5th Mar 2008


Hi, I’ve been climbing for approximately 6 years now, and on and off over the last 10 years. In between I’ve had some quite serious injuries just recently starting to go climbing after nearly 3 years out due to injury. I am now struggling to even complete any climb, my head seems to go. It’s now beginning to annoy me. Have you any idea to try to get my head into climbing again ??? Hope you can help, good luck with future projects.


This is a very frustrating scenario.

The first thing I would ask, is when you are trying to get to the top of a climb, what are the blocks that prevent you from completing it? What thoughts start going through your head?
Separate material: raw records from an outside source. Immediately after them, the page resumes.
use criterion::{black_box, criterion_group, criterion_main, Criterion, Throughput};
use hamming_link::ecc::{
    decode_frame, decode_frames, decode_frames_par, encode_sample16, encode_samples,
    encode_samples_par, DataUnit,
};

fn bench_block_coder(c: &mut Criterion) {
    let mut group = c.benchmark_group("hamming74");
    let unit = DataUnit::from_nibble(0b1011);
    let damaged = unit.encode().flip(7).unwrap();

    group.bench_function("encode", |b| b.iter(|| black_box(unit).encode()));
    group.bench_function("decode_corrupted", |b| {
        b.iter(|| black_box(damaged).decode())
    });
    group.finish();
}

fn bench_frames(c: &mut Criterion) {
    let mut group = c.benchmark_group("frames");
    let frame = encode_sample16(0xBEEF);

    group.bench_function("encode_sample16", |b| {
        b.iter(|| encode_sample16(black_box(0xBEEF)))
    });
    group.bench_function("decode_frame", |b| {
        b.iter(|| decode_frame(black_box(&frame)).unwrap())
    });

    let values: Vec<u16> = (0..=u16::MAX).collect();
    let frames = encode_samples(&values);
    group.throughput(Throughput::Elements(values.len() as u64));

    group.bench_function("encode_samples", |b| {
        b.iter(|| encode_samples(black_box(&values)))
    });
    group.bench_function("encode_samples_par", |b| {
        b.iter(|| encode_samples_par(black_box(&values)))
    });
    group.bench_function("decode_frames", |b| {
        b.iter(|| decode_frames(black_box(&frames)).unwrap())
    });
    group.bench_function("decode_frames_par", |b| {
        b.iter(|| decode_frames_par(black_box(&frames)).unwrap())
    });
    group.finish();
}

criterion_group!(benches, bench_block_coder, bench_frames);
criterion_main!(benches);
Are you fearful? Are you lacking in desire, i.e. not bothered! Or are there other issues going on? Obviously you need to get to the bottom of the underlying cause of why you can’t complete climbs.

You say it is your head but how do things feel physically? Maybe you are over estimating your climbing level at the moment. You say you have had long breaks due to injury, unless you have been able to train your body while not climbing, it is only natural that your climbing level will have dropped substantially.

The great thing is though, that with a concerted effort it doesn’t take as long as you might think to get back physically to where you once were.

I would advise, dropping your grade and starting on easier routes (relative to what you think is your top level). This might feel like a retrograde step but what will happen is that you will be able to enjoy your climbing. Because the route will feel easy, you will be able to relax into the movement and slowly gain confidence in your abilities.

It is a good idea to make yourself climb these easier routes for a slightly longer period than you feel is necessary, then there will come a time when you just won’t be able to stop yourself getting on something harder and begin to push the boat out.

In conclusion: To climb grades near or at your limit you have to put the preparation in. Your mind and body need to have experience of what you are asking of them and know how to cope. If the groundwork hasn’t been put in, failure is unfortunately almost guaranteed.